WHAT IS BEING ASKED:
Every line from the one with "impl Default for AgentConfig" to the one with "fn lock_path(&self) ->", including those two, is to be copied exactly; all other lines of the entries below are left out.
-------- RECORDS --------
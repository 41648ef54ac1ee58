// src/config/model.rs

use std::path::PathBuf;
use std::time::Duration;

use serde::Deserialize;

/// Agent configuration as read from a TOML file.
///
/// ```toml
/// [agent]
/// freeze_poll_interval = "5s"
/// inherit_environment = true
///
/// [store]
/// path = ".buildagent/store.json"
///
/// [sources]
/// workspace = ".buildagent/sources"
/// ```
///
/// All sections are optional and have reasonable defaults.
#[derive(Debug, Clone, Deserialize, Default)]
pub struct RawAgentConfig {
    #[serde(default)]
    pub agent: AgentSection,

    #[serde(default)]
    pub store: StoreSection,

    #[serde(default)]
    pub sources: SourcesSection,
}

/// `[agent]` section.
#[derive(Debug, Clone, Deserialize)]
pub struct AgentSection {
    /// How often a freeze gate re-checks its freeze point, e.g. `"5s"`.
    #[serde(default = "default_freeze_poll_interval")]
    pub freeze_poll_interval: String,

    /// Whether task processes start from the agent's own environment
    /// (`true`) or only see their resolved variables (`false`).
    #[serde(default = "default_inherit_environment")]
    pub inherit_environment: bool,
}

fn default_freeze_poll_interval() -> String {
    "5s".to_string()
}

fn default_inherit_environment() -> bool {
    true
}

impl Default for AgentSection {
    fn default() -> Self {
        Self {
            freeze_poll_interval: default_freeze_poll_interval(),
            inherit_environment: default_inherit_environment(),
        }
    }
}

/// `[store]` section.
#[derive(Debug, Clone, Deserialize)]
pub struct StoreSection {
    /// JSON document holding all records.
    #[serde(default = "default_store_path")]
    pub path: PathBuf,
}

fn default_store_path() -> PathBuf {
    PathBuf::from(".buildagent/store.json")
}

impl Default for StoreSection {
    fn default() -> Self {
        Self {
            path: default_store_path(),
        }
    }
}

/// `[sources]` section.
#[derive(Debug, Clone, Deserialize)]
pub struct SourcesSection {
    /// Directory pipeline sources are cloned into.
    #[serde(default = "default_workspace")]
    pub workspace: PathBuf,
}

fn default_workspace() -> PathBuf {
    PathBuf::from(".buildagent/sources")
}

impl Default for SourcesSection {
    fn default() -> Self {
        Self {
            workspace: default_workspace(),
        }
    }
}

/// Validated configuration. Build it from a [`RawAgentConfig`] with
/// `AgentConfig::try_from`.
#[derive(Debug, Clone, PartialEq, Eq)]
pub struct AgentConfig {
    pub freeze_poll_interval: Duration,
    pub inherit_environment: bool,
    pub store_path: PathBuf,
    pub sources_workspace: PathBuf,
}

impl Default for AgentConfig {
    fn default() -> Self {
        Self {
            freeze_poll_interval: crate::freeze::DEFAULT_POLL_INTERVAL,
            inherit_environment: default_inherit_environment(),
            store_path: default_store_path(),
            sources_workspace: default_workspace(),
        }
    }
}
// src/store/file.rs

//! Store backed by a single JSON document on disk.
//!
//! Every operation re-reads the file, so an operator editing or deleting
//! records from another process (e.g. `buildagent resume`) is picked up on the
//! next read. Read-modify-write cycles hold an exclusive advisory lock on a
//! sidecar `<store>.lock` file from load to save, so handles in different
//! processes never overwrite each other's changes. Each save goes through its
//! own temporary file and a rename.

use std::fs::{File, OpenOptions};
use std::path::{Path, PathBuf};

use anyhow::{Context, anyhow};
use fs2::FileExt;
use serde_json::Value;
use tokio::sync::Mutex;
use tracing::debug;

use super::records::Records;
use super::{Store, StoreFuture};
use crate::errors::Result;
use crate::types::RecordId;

#[derive(Debug)]
pub struct JsonFileStore {
    path: PathBuf,
    /// Serializes lock acquisition within this handle.
    lock: Mutex<()>,
}

#[derive(Debug, Clone, Copy)]
enum LockMode {
    Shared,
    Exclusive,
}

/// Held advisory lock; released when the file is closed.
struct StoreLock(File);

impl Drop for StoreLock {
    fn drop(&mut self) {
        let _ = FileExt::unlock(&self.0);
    }
}

impl JsonFileStore {
    pub fn new(path: impl Into<PathBuf>) -> Self {
        Self {
            path: path.into(),
            lock: Mutex::new(()),
        }
    }

    fn lock_path(&self) -> PathBuf {
        let mut name = self.path.as_os_str().to_owned();
        name.push(".lock");
        PathBuf::from(name)
    }

    async fn ensure_parent(&self) -> Result<()> {
        if let Some(parent) = self.path.parent() {
            if !parent.as_os_str().is_empty() {
                tokio::fs::create_dir_all(parent)
                    .await
                    .with_context(|| format!("creating store directory {:?}", parent))?;
            }
        }
        Ok(())
    }

    /// Block (off the async workers) until the sidecar lock is held.
    async fn acquire(&self, mode: LockMode) -> Result<StoreLock> {
        self.ensure_parent().await?;
        let lock_path = self.lock_path();

        let file = tokio::task::spawn_blocking(move || -> std::io::Result<File> {
            let file = OpenOptions::new()
                .write(true)
                .create(true)
                .truncate(false)
                .open(&lock_path)?;
            match mode {
                LockMode::Shared => FileExt::lock_shared(&file)?,
                LockMode::Exclusive => FileExt::lock_exclusive(&file)?,
            }
            Ok(file)
        })
        .await
        .map_err(|e| anyhow!("store lock task failed: {e}"))?
        .with_context(|| format!("locking store {:?}", self.path))?;

        Ok(StoreLock(file))
    }

    async fn load(&self) -> Result<Records> {
        match tokio::fs::read_to_string(&self.path).await {
            Ok(contents) if contents.trim().is_empty() => Ok(Records::new()),
            Ok(contents) => Ok(serde_json::from_str(&contents)?),
            Err(err) if err.kind() == std::io::ErrorKind::NotFound => {
                debug!(path = ?self.path, "store file missing; starting empty");
                Ok(Records::new())
            }
            Err(err) => Err(err.into()),
        }
    }

    async fn save(&self, records: &Records) -> Result<()> {
        let contents = serde_json::to_vec_pretty(records)?;
        let tmp = temp_path(&self.path);
        tokio::fs::write(&tmp, contents)
            .await
            .with_context(|| format!("writing store file {:?}", tmp))?;
        if let Err(e) = tokio::fs::rename(&tmp, &self.path).await {
            let _ = tokio::fs::remove_file(&tmp).await;
            return Err(anyhow::Error::new(e)
                .context(format!("replacing store file {:?}", self.path))
                .into());
        }
        Ok(())
    }

    async fn read<T>(&self, f: impl FnOnce(&Records) -> T) -> Result<T> {
        let _guard = self.lock.lock().await;
        let _held = self.acquire(LockMode::Shared).await?;
        let records = self.load().await?;
        Ok(f(&records))
    }

    async fn update<T>(&self, f: impl FnOnce(&mut Records) -> Result<T>) -> Result<T> {
        let _guard = self.lock.lock().await;
        let _held = self.acquire(LockMode::Exclusive).await?;
        let mut records = self.load().await?;
        let out = f(&mut records)?;
        self.save(&records).await?;
        Ok(out)
    }
}

/// Per-write temporary file next to the store, e.g. `store.json.<uuid>.tmp`.
fn temp_path(path: &Path) -> PathBuf {
    let mut name = path.as_os_str().to_owned();
    name.push(format!(".{}.tmp", uuid::Uuid::new_v4().simple()));
    PathBuf::from(name)
}

impl Store for JsonFileStore {
    fn get<'a>(&'a self, id: &'a RecordId) -> StoreFuture<'a, Option<Value>> {
        Box::pin(async move { self.read(|records| records.get(id)).await })
    }

    fn merge<'a>(&'a self, id: &'a RecordId, patch: Value) -> StoreFuture<'a, Value> {
        Box::pin(async move { self.update(|records| records.merge(id, patch)).await })
    }

    fn create<'a>(&'a self, table: &'a str, record: Value) -> StoreFuture<'a, RecordId> {
        Box::pin(async move { self.update(|records| records.create(table, record)).await })
    }

    fn delete<'a>(&'a self, id: &'a RecordId) -> StoreFuture<'a, bool> {
        Box::pin(async move { self.update(|records| Ok(records.delete(id))).await })
    }

    fn list<'a>(&'a self, table: &'a str) -> StoreFuture<'a, Vec<Value>> {
        Box::pin(async move { self.read(|records| records.list(table)).await })
    }
}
--------
TASK ANSWER:
impl Default for AgentConfig {
    fn default() -> Self {
        Self {
            freeze_poll_interval: crate::freeze::DEFAULT_POLL_INTERVAL,
            inherit_environment: default_inherit_environment(),
            store_path: default_store_path(),
            sources_workspace: default_workspace(),
        }
    }
}
// src/store/file.rs

//! Store backed by a single JSON document on disk.
//!
//! Every operation re-reads the file, so an operator editing or deleting
//! records from another process (e.g. `buildagent resume`) is picked up on the
//! next read. Read-modify-write cycles hold an exclusive advisory lock on a
//! sidecar `<store>.lock` file from load to save, so handles in different
//! processes never overwrite each other's changes. Each save goes through its
//! own temporary file and a rename.

use std::fs::{File, OpenOptions};
use std::path::{Path, PathBuf};

use anyhow::{Context, anyhow};
use fs2::FileExt;
use serde_json::Value;
use tokio::sync::Mutex;
use tracing::debug;

use super::records::Records;
use super::{Store, StoreFuture};
use crate::errors::Result;
use crate::types::RecordId;

#[derive(Debug)]
pub struct JsonFileStore {
    path: PathBuf,
    /// Serializes lock acquisition within this handle.
    lock: Mutex<()>,
}

#[derive(Debug, Clone, Copy)]
enum LockMode {
    Shared,
    Exclusive,
}

/// Held advisory lock; released when the file is closed.
struct StoreLock(File);

impl Drop for StoreLock {
    fn drop(&mut self) {
        let _ = FileExt::unlock(&self.0);
    }
}

impl JsonFileStore {
    pub fn new(path: impl Into<PathBuf>) -> Self {
        Self {
            path: path.into(),
            lock: Mutex::new(()),
        }
    }

    fn lock_path(&self) -> PathBuf {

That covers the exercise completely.